(Stored entries)
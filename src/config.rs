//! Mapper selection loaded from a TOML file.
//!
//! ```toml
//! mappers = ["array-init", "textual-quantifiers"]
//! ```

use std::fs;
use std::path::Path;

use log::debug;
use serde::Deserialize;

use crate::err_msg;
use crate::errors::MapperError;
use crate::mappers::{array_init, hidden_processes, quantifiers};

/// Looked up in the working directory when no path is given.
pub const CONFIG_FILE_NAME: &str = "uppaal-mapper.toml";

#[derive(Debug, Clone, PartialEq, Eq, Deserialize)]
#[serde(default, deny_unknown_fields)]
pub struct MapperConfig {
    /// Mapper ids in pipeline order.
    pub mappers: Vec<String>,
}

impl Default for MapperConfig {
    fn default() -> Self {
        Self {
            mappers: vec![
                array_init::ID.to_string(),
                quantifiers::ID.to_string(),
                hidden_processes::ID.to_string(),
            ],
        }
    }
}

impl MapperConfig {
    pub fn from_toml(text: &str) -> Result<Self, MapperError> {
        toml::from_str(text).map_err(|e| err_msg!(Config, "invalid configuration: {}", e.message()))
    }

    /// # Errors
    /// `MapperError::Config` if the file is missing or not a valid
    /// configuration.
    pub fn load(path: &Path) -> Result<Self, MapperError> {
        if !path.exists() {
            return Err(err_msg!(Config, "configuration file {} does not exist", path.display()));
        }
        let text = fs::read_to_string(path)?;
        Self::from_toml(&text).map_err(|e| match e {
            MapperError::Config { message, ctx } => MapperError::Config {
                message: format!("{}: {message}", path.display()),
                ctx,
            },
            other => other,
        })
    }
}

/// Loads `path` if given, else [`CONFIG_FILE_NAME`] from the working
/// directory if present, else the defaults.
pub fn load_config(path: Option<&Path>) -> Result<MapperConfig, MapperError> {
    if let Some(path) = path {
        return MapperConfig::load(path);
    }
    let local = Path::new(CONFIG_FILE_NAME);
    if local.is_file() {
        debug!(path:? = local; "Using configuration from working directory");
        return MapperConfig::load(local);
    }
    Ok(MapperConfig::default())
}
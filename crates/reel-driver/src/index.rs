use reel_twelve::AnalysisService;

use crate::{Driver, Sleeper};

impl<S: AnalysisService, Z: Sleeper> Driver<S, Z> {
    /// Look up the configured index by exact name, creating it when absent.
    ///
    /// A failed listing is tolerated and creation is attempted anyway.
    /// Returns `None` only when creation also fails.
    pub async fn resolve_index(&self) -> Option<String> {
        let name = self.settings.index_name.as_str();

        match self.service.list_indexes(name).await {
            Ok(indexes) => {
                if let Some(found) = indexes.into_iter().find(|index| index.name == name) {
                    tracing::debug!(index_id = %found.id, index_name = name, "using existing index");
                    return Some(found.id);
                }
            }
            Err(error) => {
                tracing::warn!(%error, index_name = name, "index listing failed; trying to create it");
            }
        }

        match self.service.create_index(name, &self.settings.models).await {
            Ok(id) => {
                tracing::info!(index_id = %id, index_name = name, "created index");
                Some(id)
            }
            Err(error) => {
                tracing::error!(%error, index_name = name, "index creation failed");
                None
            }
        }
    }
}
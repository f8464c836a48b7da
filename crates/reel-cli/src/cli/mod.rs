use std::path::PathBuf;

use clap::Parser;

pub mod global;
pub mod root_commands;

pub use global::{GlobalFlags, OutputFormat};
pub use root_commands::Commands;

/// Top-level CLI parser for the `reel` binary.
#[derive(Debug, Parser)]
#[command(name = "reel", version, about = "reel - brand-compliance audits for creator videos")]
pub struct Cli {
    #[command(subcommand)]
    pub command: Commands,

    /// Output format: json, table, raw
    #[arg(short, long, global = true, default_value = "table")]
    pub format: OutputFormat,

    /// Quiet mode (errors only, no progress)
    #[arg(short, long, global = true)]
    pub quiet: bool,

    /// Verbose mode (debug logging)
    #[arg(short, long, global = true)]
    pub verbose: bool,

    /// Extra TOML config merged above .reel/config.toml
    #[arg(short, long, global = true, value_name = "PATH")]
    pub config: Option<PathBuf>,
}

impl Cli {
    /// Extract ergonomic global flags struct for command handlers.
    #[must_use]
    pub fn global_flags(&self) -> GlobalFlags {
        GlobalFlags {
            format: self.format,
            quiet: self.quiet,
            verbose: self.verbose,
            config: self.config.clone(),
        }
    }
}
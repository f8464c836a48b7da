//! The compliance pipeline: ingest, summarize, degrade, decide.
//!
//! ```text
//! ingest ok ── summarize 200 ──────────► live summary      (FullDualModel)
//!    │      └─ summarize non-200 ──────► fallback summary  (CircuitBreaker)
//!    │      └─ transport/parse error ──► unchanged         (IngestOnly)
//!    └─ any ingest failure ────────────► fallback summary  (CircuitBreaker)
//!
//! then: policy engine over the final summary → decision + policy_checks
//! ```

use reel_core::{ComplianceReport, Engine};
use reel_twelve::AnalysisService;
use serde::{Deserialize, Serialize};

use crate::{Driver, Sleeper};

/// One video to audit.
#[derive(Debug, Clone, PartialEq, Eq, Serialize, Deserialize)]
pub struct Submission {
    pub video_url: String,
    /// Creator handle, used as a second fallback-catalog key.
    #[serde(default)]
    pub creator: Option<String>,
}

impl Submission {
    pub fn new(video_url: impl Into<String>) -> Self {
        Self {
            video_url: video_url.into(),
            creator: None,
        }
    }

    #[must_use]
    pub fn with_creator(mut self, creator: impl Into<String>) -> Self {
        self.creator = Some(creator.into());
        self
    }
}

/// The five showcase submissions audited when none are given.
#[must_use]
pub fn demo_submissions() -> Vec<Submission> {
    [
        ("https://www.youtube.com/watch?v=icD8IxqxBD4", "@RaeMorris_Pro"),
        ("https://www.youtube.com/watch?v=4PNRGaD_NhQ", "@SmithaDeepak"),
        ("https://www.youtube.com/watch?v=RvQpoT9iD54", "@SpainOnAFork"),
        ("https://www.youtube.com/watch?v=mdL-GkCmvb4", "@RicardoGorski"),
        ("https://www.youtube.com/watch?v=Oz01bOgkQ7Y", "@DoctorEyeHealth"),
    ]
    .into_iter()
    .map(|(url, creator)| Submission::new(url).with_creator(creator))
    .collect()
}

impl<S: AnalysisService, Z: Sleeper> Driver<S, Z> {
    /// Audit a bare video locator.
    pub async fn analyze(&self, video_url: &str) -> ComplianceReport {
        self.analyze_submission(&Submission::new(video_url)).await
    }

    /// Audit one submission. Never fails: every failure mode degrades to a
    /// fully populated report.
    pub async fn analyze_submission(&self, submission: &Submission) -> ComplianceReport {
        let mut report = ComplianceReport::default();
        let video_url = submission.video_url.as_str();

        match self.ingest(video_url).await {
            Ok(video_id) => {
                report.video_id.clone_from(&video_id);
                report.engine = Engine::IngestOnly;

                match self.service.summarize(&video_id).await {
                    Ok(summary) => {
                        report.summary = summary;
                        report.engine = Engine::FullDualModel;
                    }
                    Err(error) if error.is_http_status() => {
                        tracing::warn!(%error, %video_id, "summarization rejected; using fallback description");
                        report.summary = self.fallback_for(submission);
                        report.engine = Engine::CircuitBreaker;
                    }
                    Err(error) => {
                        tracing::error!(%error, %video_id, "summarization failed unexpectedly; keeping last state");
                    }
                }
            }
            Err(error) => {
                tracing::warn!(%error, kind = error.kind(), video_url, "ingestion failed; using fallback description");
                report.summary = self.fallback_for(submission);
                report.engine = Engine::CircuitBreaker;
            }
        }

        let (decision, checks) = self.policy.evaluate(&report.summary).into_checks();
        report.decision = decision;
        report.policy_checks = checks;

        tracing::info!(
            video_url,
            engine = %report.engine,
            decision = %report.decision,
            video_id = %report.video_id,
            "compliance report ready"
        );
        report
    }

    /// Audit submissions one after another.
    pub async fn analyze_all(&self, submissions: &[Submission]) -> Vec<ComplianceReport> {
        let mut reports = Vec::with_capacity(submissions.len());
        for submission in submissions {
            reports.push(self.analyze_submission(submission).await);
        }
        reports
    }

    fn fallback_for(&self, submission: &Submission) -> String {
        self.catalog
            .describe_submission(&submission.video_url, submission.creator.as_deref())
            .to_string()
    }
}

## [EXERCISE GOAL]
Copy each line above where "FullDualModel" appears.

## [WRITTEN SOLUTION]
//! ingest ok ── summarize 200 ──────────► live summary      (FullDualModel)
                        report.engine = Engine::FullDualModel;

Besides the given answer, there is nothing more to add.